§ **Supplied information**:
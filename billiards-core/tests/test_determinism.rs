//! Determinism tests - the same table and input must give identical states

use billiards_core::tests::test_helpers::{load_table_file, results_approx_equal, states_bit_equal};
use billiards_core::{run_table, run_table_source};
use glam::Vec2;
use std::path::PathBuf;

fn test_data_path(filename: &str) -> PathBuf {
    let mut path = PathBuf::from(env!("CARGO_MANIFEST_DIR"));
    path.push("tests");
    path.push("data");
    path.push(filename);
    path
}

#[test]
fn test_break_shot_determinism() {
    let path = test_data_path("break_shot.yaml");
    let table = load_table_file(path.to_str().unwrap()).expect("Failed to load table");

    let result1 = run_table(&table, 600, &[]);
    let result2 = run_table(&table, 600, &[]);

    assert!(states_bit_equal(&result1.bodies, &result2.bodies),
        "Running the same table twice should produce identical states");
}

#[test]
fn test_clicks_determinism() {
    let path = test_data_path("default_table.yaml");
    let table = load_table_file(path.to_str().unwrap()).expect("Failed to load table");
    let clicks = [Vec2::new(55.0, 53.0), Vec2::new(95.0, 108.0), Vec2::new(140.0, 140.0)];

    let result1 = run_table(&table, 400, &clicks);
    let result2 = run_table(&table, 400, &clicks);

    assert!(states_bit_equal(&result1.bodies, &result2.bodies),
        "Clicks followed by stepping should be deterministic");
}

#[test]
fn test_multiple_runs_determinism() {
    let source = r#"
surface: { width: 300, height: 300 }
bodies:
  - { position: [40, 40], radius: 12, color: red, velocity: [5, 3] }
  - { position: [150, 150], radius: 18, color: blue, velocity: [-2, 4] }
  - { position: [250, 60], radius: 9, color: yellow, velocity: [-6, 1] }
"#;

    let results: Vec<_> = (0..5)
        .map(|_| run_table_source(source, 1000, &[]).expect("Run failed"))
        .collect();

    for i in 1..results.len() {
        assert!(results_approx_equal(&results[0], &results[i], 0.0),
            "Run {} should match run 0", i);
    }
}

* * *

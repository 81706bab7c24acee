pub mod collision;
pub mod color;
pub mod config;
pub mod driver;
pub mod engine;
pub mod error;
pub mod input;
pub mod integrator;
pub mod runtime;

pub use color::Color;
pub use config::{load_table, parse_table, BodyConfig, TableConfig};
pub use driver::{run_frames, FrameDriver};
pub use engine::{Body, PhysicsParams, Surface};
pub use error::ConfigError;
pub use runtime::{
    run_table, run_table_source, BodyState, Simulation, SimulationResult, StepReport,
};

§ **Your objective**:
Look through the entries and return each line that has the word "color" in it.

§ **Written answer**:
  - { position: [40, 40], radius: 12, color: red, velocity: [5, 3] }
  - { position: [150, 150], radius: 18, color: blue, velocity: [-2, 4] }
  - { position: [250, 60], radius: 9, color: yellow, velocity: [-6, 1] }
pub mod color;
pub use color::Color;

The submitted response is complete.